DATA IN THIS EXERCISE
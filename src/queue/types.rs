use serde::{Deserialize, Serialize};
use std::fmt;

/// Store-assigned identifier of a queued action.
///
/// Ids increase monotonically and are never handed out twice by the same store,
/// so ordering by id is ordering by insertion.
#[derive(Debug, Clone, Copy, Serialize, Deserialize, PartialEq, Eq, Hash, PartialOrd, Ord)]
pub struct ActionId(pub u64);

impl fmt::Display for ActionId {
    fn fmt(&self, f: &mut fmt::Formatter<'_>) -> fmt::Result {
        write!(f, "{}", self.0)
    }
}

/// The kind of mutation an action carries.
///
/// The four built-in kinds map onto the remote data service. Any other string
/// deserializes into `Other` so that an action written by a newer build (or a
/// corrupted entry) is still representable and can be routed to a handler
/// registered under that name, or treated as unknown.
#[derive(Debug, Clone, PartialEq, Eq, Hash, Serialize, Deserialize)]
#[serde(from = "String", into = "String")]
pub enum ActionType {
    CheckIn,
    LikePlace,
    SendMessage,
    UpdateProfile,
    Other(String),
}

impl ActionType {
    pub fn as_str(&self) -> &str {
        match self {
            ActionType::CheckIn => "check-in",
            ActionType::LikePlace => "like-place",
            ActionType::SendMessage => "send-message",
            ActionType::UpdateProfile => "update-profile",
            ActionType::Other(name) => name,
        }
    }

    /// True for the kinds the remote data service knows natively.
    pub fn is_builtin(&self) -> bool {
        !matches!(self, ActionType::Other(_))
    }
}

impl From<String> for ActionType {
    fn from(value: String) -> Self {
        match value.as_str() {
            "check-in" => ActionType::CheckIn,
            "like-place" => ActionType::LikePlace,
            "send-message" => ActionType::SendMessage,
            "update-profile" => ActionType::UpdateProfile,
            _ => ActionType::Other(value),
        }
    }
}

impl From<&str> for ActionType {
    fn from(value: &str) -> Self {
        ActionType::from(value.to_string())
    }
}

impl From<ActionType> for String {
    fn from(value: ActionType) -> Self {
        match value {
            ActionType::Other(name) => name,
            builtin => builtin.as_str().to_string(),
        }
    }
}

impl fmt::Display for ActionType {
    fn fmt(&self, f: &mut fmt::Formatter<'_>) -> fmt::Result {
        f.write_str(self.as_str())
    }
}

/// A user mutation waiting to be replayed against the remote data service.
///
/// The store owns the lifetime of every `QueuedAction`: it is created on
/// enqueue, has its `retry_count` bumped on a failed replay, and is deleted on
/// success or once the retry bound is reached.
#[derive(Debug, Clone, Serialize, Deserialize, PartialEq)]
pub struct QueuedAction {
    pub id: ActionId,
    pub action_type: ActionType,
    /// Opaque to the queue; only the matching handler looks inside.
    pub payload: serde_json::Value,
    /// Milliseconds since the Unix epoch at insertion time.
    pub enqueued_at: u64,
    pub retry_count: u32,
}

/// What to do with an action whose type has no registered handler.
#[derive(Debug, Clone, Copy, Serialize, Deserialize, PartialEq, Eq, Default)]
#[serde(rename_all = "snake_case")]
pub enum UnknownActionPolicy {
    /// Remove it from the store so unprocessable entries cannot pile up.
    #[default]
    Drop,
    /// Leave it untouched: no removal and no retry increment.
    Retain,
}

/// Per-pass counters, mostly for logs and the HTTP surface.
#[derive(Debug, Clone, Default, Serialize, Deserialize, PartialEq, Eq)]
pub struct SyncReport {
    pub attempted: usize,
    pub succeeded: usize,
    /// Failed but still in the store for the next pass.
    pub retried: usize,
    /// Removed after exhausting retries.
    pub dropped: usize,
    /// Unknown action types (dropped or retained depending on policy).
    pub skipped: usize,
}

/// How a call to `sync_pending_actions` ended.
///
/// Every variant is a normal return; per-action failures never escape a pass.
#[derive(Debug, Clone, Serialize, Deserialize, PartialEq, Eq)]
#[serde(tag = "outcome", rename_all = "snake_case")]
pub enum SyncOutcome {
    Offline,
    AlreadyRunning,
    Empty,
    StoreUnavailable,
    Completed(SyncReport),
}

/// Helper to get the current system time in milliseconds.
pub fn now_ms() -> u64 {
    std::time::SystemTime::now()
        .duration_since(std::time::UNIX_EPOCH)
        .map(|elapsed| elapsed.as_millis() as u64)
        .unwrap_or_default()
}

INSTRUCTIONS FOR THE TASK
What you should do is return the records above exactly, leaving nothing out.

RESULT BELOW
filename src/queue/types.rs
use serde::{Deserialize, Serialize};
use std::fmt;

/// Store-assigned identifier of a queued action.
///
/// Ids increase monotonically and are never handed out twice by the same store,
/// so ordering by id is ordering by insertion.
#[derive(Debug, Clone, Copy, Serialize, Deserialize, PartialEq, Eq, Hash, PartialOrd, Ord)]
pub struct ActionId(pub u64);

impl fmt::Display for ActionId {
    fn fmt(&self, f: &mut fmt::Formatter<'_>) -> fmt::Result {
        write!(f, "{}", self.0)
    }
}

/// The kind of mutation an action carries.
///
/// The four built-in kinds map onto the remote data service. Any other string
/// deserializes into `Other` so that an action written by a newer build (or a
/// corrupted entry) is still representable and can be routed to a handler
/// registered under that name, or treated as unknown.
#[derive(Debug, Clone, PartialEq, Eq, Hash, Serialize, Deserialize)]
#[serde(from = "String", into = "String")]
pub enum ActionType {
    CheckIn,
    LikePlace,
    SendMessage,
    UpdateProfile,
    Other(String),
}

impl ActionType {
    pub fn as_str(&self) -> &str {
        match self {
            ActionType::CheckIn => "check-in",
            ActionType::LikePlace => "like-place",
            ActionType::SendMessage => "send-message",
            ActionType::UpdateProfile => "update-profile",
            ActionType::Other(name) => name,
        }
    }

    /// True for the kinds the remote data service knows natively.
    pub fn is_builtin(&self) -> bool {
        !matches!(self, ActionType::Other(_))
    }
}

impl From<String> for ActionType {
    fn from(value: String) -> Self {
        match value.as_str() {
            "check-in" => ActionType::CheckIn,
            "like-place" => ActionType::LikePlace,
            "send-message" => ActionType::SendMessage,
            "update-profile" => ActionType::UpdateProfile,
            _ => ActionType::Other(value),
        }
    }
}

impl From<&str> for ActionType {
    fn from(value: &str) -> Self {
        ActionType::from(value.to_string())
    }
}

impl From<ActionType> for String {
    fn from(value: ActionType) -> Self {
        match value {
            ActionType::Other(name) => name,
            builtin => builtin.as_str().to_string(),
        }
    }
}

impl fmt::Display for ActionType {
    fn fmt(&self, f: &mut fmt::Formatter<'_>) -> fmt::Result {
        f.write_str(self.as_str())
    }
}

/// A user mutation waiting to be replayed against the remote data service.
///
/// The store owns the lifetime of every `QueuedAction`: it is created on
/// enqueue, has its `retry_count` bumped on a failed replay, and is deleted on
/// success or once the retry bound is reached.
#[derive(Debug, Clone, Serialize, Deserialize, PartialEq)]
pub struct QueuedAction {
    pub id: ActionId,
    pub action_type: ActionType,
    /// Opaque to the queue; only the matching handler looks inside.
    pub payload: serde_json::Value,
    /// Milliseconds since the Unix epoch at insertion time.
    pub enqueued_at: u64,
    pub retry_count: u32,
}

/// What to do with an action whose type has no registered handler.
#[derive(Debug, Clone, Copy, Serialize, Deserialize, PartialEq, Eq, Default)]
#[serde(rename_all = "snake_case")]
pub enum UnknownActionPolicy {
    /// Remove it from the store so unprocessable entries cannot pile up.
    #[default]
    Drop,
    /// Leave it untouched: no removal and no retry increment.
    Retain,
}

/// Per-pass counters, mostly for logs and the HTTP surface.
#[derive(Debug, Clone, Default, Serialize, Deserialize, PartialEq, Eq)]
pub struct SyncReport {
    pub attempted: usize,
    pub succeeded: usize,
    /// Failed but still in the store for the next pass.
    pub retried: usize,
    /// Removed after exhausting retries.
    pub dropped: usize,
    /// Unknown action types (dropped or retained depending on policy).
    pub skipped: usize,
}

/// How a call to `sync_pending_actions` ended.
///
/// Every variant is a normal return; per-action failures never escape a pass.
#[derive(Debug, Clone, Serialize, Deserialize, PartialEq, Eq)]
#[serde(tag = "outcome", rename_all = "snake_case")]
pub enum SyncOutcome {
    Offline,
    AlreadyRunning,
    Empty,
    StoreUnavailable,
    Completed(SyncReport),
}

/// Helper to get the current system time in milliseconds.
pub fn now_ms() -> u64 {
    std::time::SystemTime::now()
        .duration_since(std::time::UNIX_EPOCH)
        .map(|elapsed| elapsed.as_millis() as u64)
        .unwrap_or_default()
}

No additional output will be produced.